7 Contemporary Writers Who Define Irish Literature
With literary traditions dating back to early written mythology of the 8th century – or possibly even earlier – the Irish capacity for storytelling is recognised worldwide. Throughout the 19th and 20th centuries, Ireland produced some of the finest writers of English-language literature on Earth, from Jonathan Swift to Bram Stoker, from Oscar Wilde to James Joyce, and many others in between. Here, we take a look at the Irish writers carrying those traditions on in the 21st century.
Colm Tóibín
Born in Wexford, Colm Tóibín only learned to read at the age of nine, but after falling in love with the writings of Ernest Hemingway in his late teens, he has gone on to become one of Ireland’s most successful contemporary authors. Exploring themes of Irish society, creativity, personal identity and the Irish diaspora, his books have been translated into more than thirty languages. In 2006, his novel The Master won the International DUBLIN Literary Award, and his work has been shortlisted for the Man Booker Prize three times. Last year his 2009 novel Brooklyn was made into a film that garnered three Academy Award nominations.
Anne Enright
A former producer of the popular Irish comedy show Nighthawks, Anne Enright is an Irish author and a fellow of the UK’s Royal Society of Literature.

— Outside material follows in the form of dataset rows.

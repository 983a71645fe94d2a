// This file is part of bounded-stack-vec.
// SPDX-License-Identifier: MIT OR Apache-2.0

//! The `BoundedVec` type and its inherent API.
//!
//! `BoundedVec<T, N>` is a fixed-capacity vector for any element type. It
//! stores elements inline in `[MaybeUninit<T>; N]` and tracks a logical length.
//! Methods generally mirror slice/vector semantics, with explicit capacity
//! checks and fallible variants where appropriate.
//!
//! No heap allocations are performed.

// Invariants:
// - `0 <= len <= N` always holds.
// - Slots in `buf[..len]` hold live `T` values.
// - Slots in `buf[len..N]` are uninitialized and must never be read as `T`.
// - Every live slot is dropped exactly once: by `pop`/`erase`/`truncate`/
//   `clear`/`resize`/assignment, or by `Drop`. Bulk destruction runs in
//   descending index order.
// - Slots are relocated bitwise; a slot whose value was relocated away is
//   treated as uninitialized and is not dropped.

mod as_ptr;
mod assign;
mod drain;
mod extend;
mod from;
mod insert;
mod into_array;
mod new;
mod pop;
mod push;
mod remove;
mod resize;
mod retain;
mod slice;
mod split_off;
mod try_from;
mod try_from_iter;

pub use drain::Drain;

// Crate imports
use crate::violation;

// Core imports
use core::{
    borrow::{Borrow, BorrowMut},
    fmt,
    hash::{Hash, Hasher},
    mem::MaybeUninit,
    ops::{Deref, DerefMut},
};

/// A fixed-capacity vector with inline storage.
///
/// `BoundedVec<T, N>` stores up to `N` elements inline (typically on the
/// stack) and tracks a logical length `len ∈ 0..=N`:
///
/// - capacity is known at compile time (`N`) and never changes;
/// - no heap allocations are performed, ever;
/// - any `T` is accepted: elements are constructed into and dropped out of
///   their slots individually, so destructors run exactly once;
/// - many methods mirror `Vec`/slice semantics where they make sense.
///
/// # Two failure channels
///
/// - **Capacity and position conditions** (the vector is full, an edit
///   position is outside the live range) are routine. They are reported as
///   [`crate::Error`] and leave the vector unchanged; `push` and `insert`
///   wrap it in a [`crate::Rejected`] that hands the element back:
///   [`push`](BoundedVec::push), [`emplace_back_with`](BoundedVec::emplace_back_with),
///   [`insert`](BoundedVec::insert), [`emplace_with`](BoundedVec::emplace_with),
///   [`erase`](BoundedVec::erase), [`resize`](BoundedVec::resize),
///   [`assign_from_slice`](BoundedVec::assign_from_slice),
///   [`move_from`](BoundedVec::move_from).
/// - **Element access preconditions** ([`at`](BoundedVec::at), `v[i]`,
///   [`front`](BoundedVec::front), [`back`](BoundedVec::back)) are programmer
///   errors. An out-of-range index is an *enforce violation*: it panics with a
///   message starting with `"enforce violation"` and does not return.
///
/// # Destruction order
///
/// [`clear`](BoundedVec::clear), [`truncate`](BoundedVec::truncate),
/// shrinking [`resize`](BoundedVec::resize) and `Drop` destroy elements from
/// the back to the front, last-constructed first.
///
/// # Examples
///
/// ```rust
/// use bounded_stack_vec::BoundedVec;
///
/// let mut v: BoundedVec<String, 3> = BoundedVec::new();
/// v.push("a".to_string()).unwrap();
/// v.push("c".to_string()).unwrap();
/// v.insert(1, "b".to_string()).unwrap();
/// assert_eq!(v, ["a", "b", "c"]);
/// assert!(v.push("d".to_string()).is_err());
/// ```
pub struct BoundedVec<T, const N: usize> {
    pub(crate) buf: [MaybeUninit<T>; N],
    pub(crate) len: usize,
}

impl<T, const N: usize> BoundedVec<T, N> {
    /// The fixed capacity of this vector.
    pub const CAPACITY: usize = N;

    /// Returns the capacity of this vector (always `N`).
    #[inline]
    pub const fn capacity(&self) -> usize {
        N
    }

    /// Returns the current logical length (`0..=N`).
    #[inline]
    pub const fn len(&self) -> usize {
        self.len
    }

    /// Returns `true` if `len == 0`.
    #[inline]
    pub const fn is_empty(&self) -> bool {
        self.len == 0
    }

    /// Returns `true` if `len == N`.
    #[inline]
    pub const fn is_full(&self) -> bool {
        self.len == N
    }

    /// Returns `N - len`, the number of additional elements that can be pushed.
    #[inline]
    pub const fn spare_capacity(&self) -> usize {
        N - self.len
    }

    /// Returns the element at `index`.
    ///
    /// # Panics
    ///
    /// Reports an enforce violation if `index >= len`.
    #[inline]
    #[track_caller]
    pub fn at(&self, index: usize) -> &T {
        violation::enforce_in_bounds(index, self.len);
        &self.as_slice()[index]
    }

    /// Returns the element at `index` mutably.
    ///
    /// # Panics
    ///
    /// Reports an enforce violation if `index >= len`.
    #[inline]
    #[track_caller]
    pub fn at_mut(&mut self, index: usize) -> &mut T {
        violation::enforce_in_bounds(index, self.len);
        &mut self.as_mut_slice()[index]
    }

    /// Returns the first element.
    ///
    /// # Panics
    ///
    /// Reports an enforce violation if the vector is empty.
    #[inline]
    #[track_caller]
    pub fn front(&self) -> &T {
        violation::enforce_non_empty(self.len, "front");
        &self.as_slice()[0]
    }

    /// Returns the first element mutably.
    ///
    /// # Panics
    ///
    /// Reports an enforce violation if the vector is empty.
    #[inline]
    #[track_caller]
    pub fn front_mut(&mut self) -> &mut T {
        violation::enforce_non_empty(self.len, "front_mut");
        &mut self.as_mut_slice()[0]
    }

    /// Returns the last element.
    ///
    /// # Panics
    ///
    /// Reports an enforce violation if the vector is empty.
    #[inline]
    #[track_caller]
    pub fn back(&self) -> &T {
        violation::enforce_non_empty(self.len, "back");
        &self.as_slice()[self.len - 1]
    }

    /// Returns the last element mutably.
    ///
    /// # Panics
    ///
    /// Reports an enforce violation if the vector is empty.
    #[inline]
    #[track_caller]
    pub fn back_mut(&mut self) -> &mut T {
        violation::enforce_non_empty(self.len, "back_mut");
        let last = self.len - 1;
        &mut self.as_mut_slice()[last]
    }

    /// Returns `Some(&T)` if `i < len`, otherwise `None`.
    #[inline]
    pub fn get(&self, i: usize) -> Option<&T> {
        self.as_slice().get(i)
    }

    /// Returns `Some(&mut T)` if `i < len`, otherwise `None`.
    #[inline]
    pub fn get_mut(&mut self, i: usize) -> Option<&mut T> {
        self.as_mut_slice().get_mut(i)
    }

    // iterators
    /// Shorthand for `self.as_slice().iter()`.
    #[inline]
    pub fn iter(&self) -> core::slice::Iter<'_, T> {
        self.as_slice().iter()
    }

    /// Shorthand for `self.as_mut_slice().iter_mut()`.
    #[inline]
    pub fn iter_mut(&mut self) -> core::slice::IterMut<'_, T> {
        self.as_mut_slice().iter_mut()
    }

    /// Returns the first element, if any.
    #[inline]
    pub fn first(&self) -> Option<&T> {
        self.as_slice().first()
    }

    /// Returns the last element, if any.
    #[inline]
    pub fn last(&self) -> Option<&T> {
        self.as_slice().last()
    }

    /// Returns the first element mutably, if any.
    #[inline]
    pub fn first_mut(&mut self) -> Option<&mut T> {
        self.as_mut_slice().first_mut()
    }

    /// Returns the last element mutably, if any.
    #[inline]
    pub fn last_mut(&mut self) -> Option<&mut T> {
        self.as_mut_slice().last_mut()
    }

    /// Returns `true` if the vector contains `x` (linear search on the live range).
    #[inline]
    pub fn contains(&self, x: &T) -> bool
    where
        T: PartialEq,
    {
        self.as_slice().contains(x)
    }

    /// Destroys every element, from the back to the front, and sets `len = 0`.
    #[inline]
    pub fn clear(&mut self) {
        self.truncate(0);
    }

    /// Shrinks to `new_len` if `new_len < len`; otherwise a no-op.
    ///
    /// Removed elements are dropped in descending index order.
    pub fn truncate(&mut self, new_len: usize) {
        while self.len > new_len {
            self.len -= 1;
            // SAFETY: the slot at the old `len - 1` was live. `len` is
            // decremented first, so a panicking destructor cannot cause the
            // slot to be dropped again.
            unsafe { self.buf[self.len].assume_init_drop() };
        }
    }

    /// Constructs `value` in the first free slot and returns a reference to it.
    ///
    /// Callers must have checked `len < N`.
    #[inline]
    pub(crate) fn write_next(&mut self, value: T) -> &mut T {
        debug_assert!(self.len < N);
        let slot = self.len;
        self.len = slot + 1;
        self.buf[slot].write(value)
    }
}

impl<T, const N: usize> Drop for BoundedVec<T, N> {
    fn drop(&mut self) {
        self.clear();
    }
}

impl<T: fmt::Debug, const N: usize> fmt::Debug for BoundedVec<T, N> {
    fn fmt(&self, f: &mut fmt::Formatter<'_>) -> fmt::Result {
        f.debug_struct("BoundedVec")
            .field("len", &self.len)
            .field("elements", &self.as_slice())
            .finish()
    }
}

// Equality compares the live ranges only; capacity takes no part.
impl<T, U, const N: usize, const M: usize> PartialEq<BoundedVec<U, M>> for BoundedVec<T, N>
where
    T: PartialEq<U>,
{
    fn eq(&self, other: &BoundedVec<U, M>) -> bool {
        self.as_slice() == other.as_slice()
    }
}
impl<T, U, const N: usize> PartialEq<[U]> for BoundedVec<T, N>
where
    T: PartialEq<U>,
{
    fn eq(&self, other: &[U]) -> bool {
        self.as_slice() == other
    }
}
impl<T, U, const N: usize> PartialEq<&[U]> for BoundedVec<T, N>
where
    T: PartialEq<U>,
{
    fn eq(&self, other: &&[U]) -> bool {
        self.as_slice() == *other
    }
}
impl<T, U, const N: usize, const K: usize> PartialEq<[U; K]> for BoundedVec<T, N>
where
    T: PartialEq<U>,
{
    fn eq(&self, other: &[U; K]) -> bool {
        self.as_slice() == &other[..]
    }
}
impl<T: Eq, const N: usize> Eq for BoundedVec<T, N> {}
impl<T: Ord, const N: usize> Ord for BoundedVec<T, N> {
    fn cmp(&self, other: &Self) -> core::cmp::Ordering {
        self.as_slice().cmp(other.as_slice())
    }
}
impl<T: PartialOrd, const N: usize> PartialOrd for BoundedVec<T, N> {
    fn partial_cmp(&self, other: &Self) -> Option<core::cmp::Ordering> {
        self.as_slice().partial_cmp(other.as_slice())
    }
}
impl<T: Hash, const N: usize> Hash for BoundedVec<T, N> {
    fn hash<H: Hasher>(&self, state: &mut H) {
        self.as_slice().hash(state)
    }
}

impl<T: Clone, const N: usize> Clone for BoundedVec<T, N> {
    /// Clones every live element, front to back, into a fresh vector.
    fn clone(&self) -> Self {
        let mut out = Self::new();
        for item in self.as_slice() {
            out.write_next(item.clone());
        }
        out
    }

    /// Copy assignment: overlapping slots are reassigned with
    /// [`Clone::clone_from`], surplus source elements are cloned into fresh
    /// slots and surplus destination elements are dropped back to front.
    fn clone_from(&mut self, source: &Self) {
        let src = source.as_slice();
        self.assign_with(
            src.len(),
            |i, dst| dst.clone_from(&src[i]),
            |i| src[i].clone(),
        );
    }
}

impl<T, const N: usize> Deref for BoundedVec<T, N> {
    type Target = [T];
    fn deref(&self) -> &Self::Target {
        self.as_slice()
    }
}
impl<T, const N: usize> DerefMut for BoundedVec<T, N> {
    fn deref_mut(&mut self) -> &mut Self::Target {
        self.as_mut_slice()
    }
}

impl<T, const N: usize> AsRef<[T]> for BoundedVec<T, N> {
    fn as_ref(&self) -> &[T] {
        self.as_slice()
    }
}
impl<T, const N: usize> AsMut<[T]> for BoundedVec<T, N> {
    fn as_mut(&mut self) -> &mut [T] {
        self.as_mut_slice()
    }
}

// Borrow ergonomics (treat as a slice)
impl<T, const N: usize> Borrow<[T]> for BoundedVec<T, N> {
    fn borrow(&self) -> &[T] {
        self.as_slice()
    }
}
impl<T, const N: usize> BorrowMut<[T]> for BoundedVec<T, N> {
    fn borrow_mut(&mut self) -> &mut [T] {
        self.as_mut_slice()
    }
}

She started writing at the age of 21 when given an electric typewriter as a birthday gift from her family. In 2007, her fourth novel The Gathering won the Man Booker Prize. Her novels incorporate the themes of Irish history, Catholicism and family relationships, as well as love and sex. Her writings have appeared in publications like The New Yorker, The Paris Review and the London Review of Books.
Emma Donoghue
Best known for her fiction, Dublin-born author Emma Donoghue studied at University College Dublin in the late 1980s before travelling to the University of Cambridge to complete a PhD on the concept of friendship between men and women in 18th-century English fiction. She has written five short story collections and eight novels, including Frog Music and the internationally best-selling Room. The latter won multiple awards and was a finalist for both the Man Booker Prize and the Orange Prize (now the Baileys Women’s Prize for Fiction), and Emma also earned an Academy Award nomination for her screenplay of the film adaptation.
John Banville
Another County Wexford native, John Banville was Literary Editor at The Irish Times from 1988 to 1999. He published his first book – a short story collection entitled Long Lankin – in 1970, before going on to write 17 novels. His 2005 book The Sea, a story of love and loss written in the style of a reflective journal, won him the Man Booker Prize. The Washington Post has called him ‘one of the most imaginative literary novelists writing in the English language today.’
Louise O’Neill
A writer of feminist fiction for young adults, Louise O’Neill won several awards for her best-selling debut novel Only Ever Yours, in which she imagines a future where women are playthings created solely for the pleasure of men. Her second novel, Asking For It, explored questions about rape culture and consent. It was named the young adult book of the year at the Irish Book Awards 2015 and described as ‘riveting and essential’ by the New York Times. The Guardian newspaper has called Louise ‘the best young adult fiction writer alive today’; unsurprisingly, the rights to both of her books have been bought.
Paul Murray
Born in Dublin, Paul Murray is the author of three successful novels. 2003’s An Evening of Long Goodbyes – the story of a lazy Trinity College dropout – was shortlisted for both the Whitbread First Novel Award (now the Costa Award) and the Kerry Group Irish Fiction Award. His tragicomic second novel, Skippy Dies, was longlisted for the Man Booker Prize in 2010 and ranked number three on Time magazine’s top ten works of fiction from that year. Paul’s most recent work, entitled The Mark and the Void, featured on the same Time list in 2015.
Eimear McBride
Born in 1976 in Liverpool to Irish parents, Eimear McBride grew up in the west of Ireland. She studied acting at Drama Centre London and travelled extensively before writing her debut novel at 27. A Girl Is a Half-Formed Thing is about a young woman and her complicated relationship with her brother, who had a brain tumour in childhood. Achieving widespread acclaim, it was awarded the inaugural Goldsmiths Prize for groundbreaking fiction in 2013, the 2014 Baileys Women’s Prize for Fiction, the Kerry Group Irish Novel of the Year 2014 and several other accolades. Her second novel, The Lesser Bohemians, has just been published.